Saturday, January 15, 2011

Quadragesimo Anno -1931

What is the foundation of Roman Catholic Social Teaching?

What the Lord requires of us is this:
“to act justly,
to love tenderly,
and to walk humbly with our God.” Micah 6:8

Rabbi Stephanie Aaron, leader of Congregation Chaveim and spiritual advisor to the courageous Congresswoman Gabrielle Giffords, is quoted in the N.Y. Times: “In Jewish practice, we have an idea of repairing the world … (Ms.Giffords) was very active in doing that work and being a pursuer of justice.” N.Y. Times, Jan. 10, 2011.

Roman Catholic Social Teaching, in advocating justice, is based on moral principles. But is economics a moral discipline? Could it be that the “enlightenment” has erased morality from economics, and this is why Catholic Social Teaching is ignored? Pius XI in Quadragesimon Anno says, “Even though economics and moral science employs each its own principles in its own sphere, it is, nevertheless, an error to say the economic and moral orders are so distinct from and alien to each other that the former depends no way on the latter.” (Q.A. para. 42)

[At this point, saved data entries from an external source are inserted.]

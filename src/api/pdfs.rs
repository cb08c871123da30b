//! Binary PDF routes under `/api/v1/pdfs`.

use super::error::ApiError;
use crate::records::{Attachment, RecordService};
use axum::{
    Router,
    extract::{Path, State},
    http::header,
    response::{IntoResponse, Response},
    routing::get,
};
use std::sync::Arc;

pub(super) fn routes() -> Router<Arc<RecordService>> {
    Router::new()
        .route("/by-key/*key", get(by_key))
        .route("/by-short-id/:id", get(by_short_id))
}

async fn by_key(
    State(service): State<Arc<RecordService>>,
    Path(key): Path<String>,
) -> Result<Response, ApiError> {
    tracing::info!(key, "PDF requested by key");
    Ok(inline_pdf(service.fetch_attachment(&key).await?))
}

async fn by_short_id(
    State(service): State<Arc<RecordService>>,
    Path(id): Path<String>,
) -> Result<Response, ApiError> {
    tracing::info!(id, "PDF requested by short id");
    Ok(inline_pdf(service.fetch_attachment_by_id(&id).await?))
}

/// Make a stored name safe inside a quoted `Content-Disposition` filename.
fn header_safe_file_name(file_name: &str) -> String {
    file_name
        .chars()
        .map(|ch| match ch {
            '"' | '\\' => '_',
            ch if ch.is_control() => ' ',
            ch => ch,
        })
        .collect()
}

fn inline_pdf(attachment: Attachment) -> Response {
    let disposition = format!(
        "inline; filename=\"{}\"",
        header_safe_file_name(&attachment.file_name)
    );
    (
        [
            (header::CONTENT_TYPE, "application/pdf".to_string()),
            (header::CONTENT_DISPOSITION, disposition),
        ],
        attachment.bytes,
    )
        .into_response()
}
//! Adapter for the hosted vector-search service.
//!
//! Two calls are exposed: upsert a document's text (optionally tagged with its record key) and
//! search for the top matches of a query. Both are bounded by a timeout and never propagate
//! transport errors; a failed call logs its cause and yields `None`.

use async_trait::async_trait;
use reqwest::Client;
use serde::Deserialize;
use serde_json::{Map, Value, json};
use std::time::Duration;

/// One search hit as reported by the vector service.
#[derive(Debug, Clone, PartialEq)]
pub struct VectorMatch {
    /// Record key stored in the match metadata, if any.
    pub key: Option<String>,
    /// Similarity score.
    pub score: f64,
}

/// Interface implemented by vector-search backends.
#[async_trait]
pub trait VectorIndex: Send + Sync {
    /// Store `text` for semantic search, tagging it with `key` when given.
    async fn store_text(&self, text: &str, key: Option<&str>) -> Option<Value>;

    /// Return up to `limit` matches for `query`.
    async fn search(&self, query: &str, limit: usize) -> Option<Vec<VectorMatch>>;
}

/// Endpoints of the vector service.
#[derive(Debug, Clone)]
pub struct VectorEndpoints {
    /// URL receiving upsert requests.
    pub upsert_url: String,
    /// URL receiving search requests.
    pub search_url: String,
}

/// HTTP client for the vector service's `overrideConfig` API.
pub struct HttpVectorIndex {
    http: Client,
    endpoints: VectorEndpoints,
    timeout: Duration,
}

impl HttpVectorIndex {
    /// Build a client for `endpoints`, bounding each call by `timeout`.
    pub fn new(endpoints: VectorEndpoints, timeout: Duration) -> Result<Self, reqwest::Error> {
        let http = Client::builder().user_agent("edu-api/vector").build()?;
        tracing::debug!(
            upsert = %endpoints.upsert_url,
            search = %endpoints.search_url,
            "Initialized vector service client"
        );
        Ok(Self {
            http,
            endpoints,
            timeout,
        })
    }

    async fn post(&self, url: &str, body: &Value, operation: &'static str) -> Option<Value> {
        let response = match self
            .http
            .post(url)
            .timeout(self.timeout)
            .json(body)
            .send()
            .await
        {
            Ok(response) => response,
            Err(error) if error.is_timeout() => {
                tracing::error!(operation, url, "Vector service call timed out");
                return None;
            }
            Err(error) => {
                tracing::error!(operation, url, %error, "Vector service call failed");
                return None;
            }
        };

        let status = response.status();
        if !status.is_success() {
            let body = response.text().await.unwrap_or_default();
            tracing::error!(operation, %status, body, "Vector service returned an error status");
            return None;
        }

        match response.json::<Value>().await {
            Ok(value) => Some(value),
            Err(error) => {
                tracing::error!(operation, %error, "Vector service reply was not JSON");
                None
            }
        }
    }
}

/// Request body for an upsert.
pub fn upsert_body(text: &str, key: Option<&str>) -> Value {
    let mut config = Map::new();
    config.insert("text".into(), Value::String(text.to_string()));
    if let Some(key) = key {
        config.insert("metadata".into(), json!({ "key": key }));
    }
    json!({ "overrideConfig": config })
}

/// Request body for a search.
pub fn search_body(query: &str, limit: usize) -> Value {
    json!({
        "overrideConfig": {
            "query": query,
            "limit": limit,
        }
    })
}

#[derive(Deserialize)]
struct SearchReply {
    #[serde(default)]
    matches: Vec<RawMatch>,
}

#[derive(Deserialize)]
struct RawMatch {
    #[serde(default)]
    metadata: Option<Map<String, Value>>,
    #[serde(default)]
    score: Option<f64>,
}

/// Decode a search reply; a reply without `matches` means no hits.
pub fn decode_matches(reply: Value) -> Option<Vec<VectorMatch>> {
    let parsed = match SearchReply::deserialize(reply) {
        Ok(parsed) => parsed,
        Err(error) => {
            tracing::error!(%error, "Vector search reply had an unexpected shape");
            return None;
        }
    };
    Some(
        parsed
            .matches
            .into_iter()
            .map(|raw| VectorMatch {
                key: raw
                    .metadata
                    .and_then(|mut metadata| match metadata.remove("key") {
                        Some(Value::String(key)) if !key.is_empty() => Some(key),
                        _ => None,
                    }),
                score: raw.score.unwrap_or(0.0),
            })
            .collect(),
    )
}

#[async_trait]
impl VectorIndex for HttpVectorIndex {
    async fn store_text(&self, text: &str, key: Option<&str>) -> Option<Value> {
        let preview: String = text.chars().take(100).collect();
        tracing::info!(key = key.unwrap_or("n/a"), preview, "Storing document in vector service");
        let reply = self
            .post(&self.endpoints.upsert_url, &upsert_body(text, key), "upsert")
            .await?;
        tracing::info!(reply = %reply, "Vector upsert completed");
        Some(reply)
    }

    async fn search(&self, query: &str, limit: usize) -> Option<Vec<VectorMatch>> {
        tracing::info!(query, limit, "Searching vector service");
        let reply = self
            .post(&self.endpoints.search_url, &search_body(query, limit), "search")
            .await?;
        tracing::debug!(reply = %reply, "Vector search reply");
        decode_matches(reply)
    }
}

What do economists and business people say? Q.A. was published in 1931, forty years after the first Social Encyclical Rerum Novarum. It appeared after W.W. I, in the middle of the Great Depression, and during the run-up to W.W. II. In 1902 George F. Baer, spokesman for financiers and mutual owners and operators of mines and coal bearing railroads, responded to striking coal miner’s union leader John Mitchel through the press, “Anthracite mining is a business not a religious, sentimental or academic proposition.” (Theodore Rex, Edmund Morris, p.133, Random House 2010) President Theodore Roosevelt settled the strike with a 10% raise to the coal miners because of political necessity.
Roosevelt declined the Republican nomination for President in 1908. He explained why and in doing so he agreed that economics is independent from moraliy. “New issues are coming up. I see them. People discuss economics more and more: the tariff, currency, banks. They are hard questions and I am not deeply interested in them: my problems are moral problems and my teaching has been plain morality.” (Ibid. p. 528)
In contrast, former Secretary of Labor and economist Robert Reich considers the possibility of moral economic analysis concerning the current economic crisis. Reich writes in his recent book, After Shock (Alfred A. Knopf New York, 2010) that he could have grounded his argument in morality, but chose to base his argument on political and economic principles. Reich concludes with a section on, “What Should Be Done: A New Deal for the Middle Class.” I would say that if he based his argument on the ethical or moral he would have to insist on a “New Deal” for the poor, not only in the U.S., but worldwide.

Don’t give up hope. Reich was once criticized for not using moral principles in his economic analysis. In a recent New York Times interview, Reich agreed. (Michael Powel, “Obama the Centrist Irks the Liberal Lion,” New York Times, January 7, 2011) Reich said, “I left out the questions of power and inequality. The Great Recession has made it impossible for me to ignore that. Economics takes its origin as moral philosophy.”